Students as Change Agents simply means realising the impact one can make and that having a position of authority is not the only way to expect change in this world.

 

How students have applied their SACHA learning in other areas of their life

The programme aims to create lifelong change agents, who understand the power and responsibility they have to effect change and develop the skills to make that happen. Previous participants have used their increased confidence and drive to develop their ideas, some as business ideas, speak at conferences on the challenge topic and become more involved in volunteering, advocacy and social action.
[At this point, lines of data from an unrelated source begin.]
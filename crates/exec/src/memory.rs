//! Bounds-clamped views over word-addressed storage. All descriptor and
//! resource arithmetic goes through these, so an out-of-range access at
//! execution time becomes a well-defined no-op (loads read zero, stores
//! drop) instead of memory corruption. Malformed addressing that is
//! detectable at compile time is rejected there instead.

use lanewise_core::Error;

/// Where one binding lives inside its descriptor set's word memory.
/// Resolved once per compile, never per access.
#[derive(Clone, Copy, Debug, PartialEq, Eq)]
pub struct BindingRef {
    pub set: u32,
    pub offset: usize,
    pub len: usize,
}

/// Word extent of one binding inside a set's memory blob.
#[derive(Clone, Copy, Debug, Default, PartialEq, Eq)]
pub struct BindingInfo {
    pub offset: usize,
    pub len: usize,
}

/// The layout half of descriptor binding resolution: (set, binding) to a
/// word range. Supplied by the pipeline layer; the same layout is shared by
/// every draw that uses the pipeline.
#[derive(Clone, Debug, Default)]
pub struct DescriptorLayout {
    sets: Vec<Vec<BindingInfo>>,
}

impl DescriptorLayout {
    pub fn new(sets: Vec<Vec<BindingInfo>>) -> Self {
        Self { sets }
    }

    pub fn empty() -> Self {
        Self::default()
    }

    pub fn binding(&self, set: u32, binding: u32) -> Option<BindingInfo> {
        self.sets
            .get(set as usize)
            .and_then(|bindings| bindings.get(binding as usize))
            .copied()
    }

    pub fn resolve(&self, set: u32, binding: u32) -> Result<BindingRef, Error> {
        let info = self
            .binding(set, binding)
            .ok_or(Error::UnknownBinding { set, binding })?;
        Ok(BindingRef {
            set,
            offset: info.offset,
            len: info.len,
        })
    }
}

/// One descriptor set's memory, read-only or writable. Storage-buffer
/// stores through a read-only set are dropped like any other out-of-range
/// store.
pub enum DescriptorSet<'a> {
    Read(&'a [u32]),
    ReadWrite(&'a mut [u32]),
}

impl DescriptorSet<'_> {
    fn words(&self) -> &[u32] {
        match self {
            DescriptorSet::Read(words) => words,
            DescriptorSet::ReadWrite(words) => words,
        }
    }
}

/// The memory half of descriptor binding resolution: per-set word blobs
/// bound for one invocation group.
pub struct DescriptorBindings<'a> {
    sets: Vec<DescriptorSet<'a>>,
}

impl<'a> DescriptorBindings<'a> {
    pub fn new(sets: Vec<DescriptorSet<'a>>) -> Self {
        Self { sets }
    }

    pub fn none() -> Self {
        Self { sets: Vec::new() }
    }

    /// Load one word from a binding; out-of-range reads zero.
    pub fn word(&self, binding: &BindingRef, index: usize) -> u32 {
        if index >= binding.len {
            return 0;
        }
        self.sets
            .get(binding.set as usize)
            .and_then(|set| set.words().get(binding.offset + index))
            .copied()
            .unwrap_or(0)
    }

    /// Store one word into a binding; out-of-range or read-only stores
    /// drop.
    pub fn set_word(&mut self, binding: &BindingRef, index: usize, value: u32) {
        if index >= binding.len {
            return;
        }
        if let Some(DescriptorSet::ReadWrite(words)) = self.sets.get_mut(binding.set as usize) {
            if let Some(slot) = words.get_mut(binding.offset + index) {
                *slot = value;
            }
        }
    }
}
The majority of change agents so far have applied their skills in their university studies (mainly communication, critical thinking, and digital communication). Those closer to graduation have been able to use them professionally – in job applications and interviews and, in some cases, to open up job opportunities:

  • One of our first Change Agents went on to become a Consultant with UNICEF, having capitalised on the connections she made during SACHA with the challenge host, UN’s Global Partnership to End Violence against Children.
  • From our recent spring programme, a Change Agent secured employment with the partner they had been working with, Pivot Earth.
  • Another Change Agent used their SACHA experience across two programmes to secure a job at a charity which later became a challenge host after hearing about how they could benefit from the programme.
  • Some students have started working with Edinburgh Innovations to develop their ideas into businesses.

 

It helped me get an internship for the summer. I worked on fuel poverty during SACHA. During my internship I will be analysing thermal satellite data and again considering energy efficiency and heat from buildings.

SACHA participant

 

The impact of SACHA on challenge hosts

Through their involvement in SACHA our host organisations gain an amazing insight into how creative and committed our students can be when they work together and see students’ passion to make a difference in the world. They experience design thinking and data informed innovation in action. They benefit from fresh thinking about endemic challenges which is presented to them in 5 minute videos and short, highly visual reports which bring each group’s ideas to life and can be shared more widely in the host organisation and beyond. We estimate that hosts benefit from approximately 900 hours of student time per challenge topic.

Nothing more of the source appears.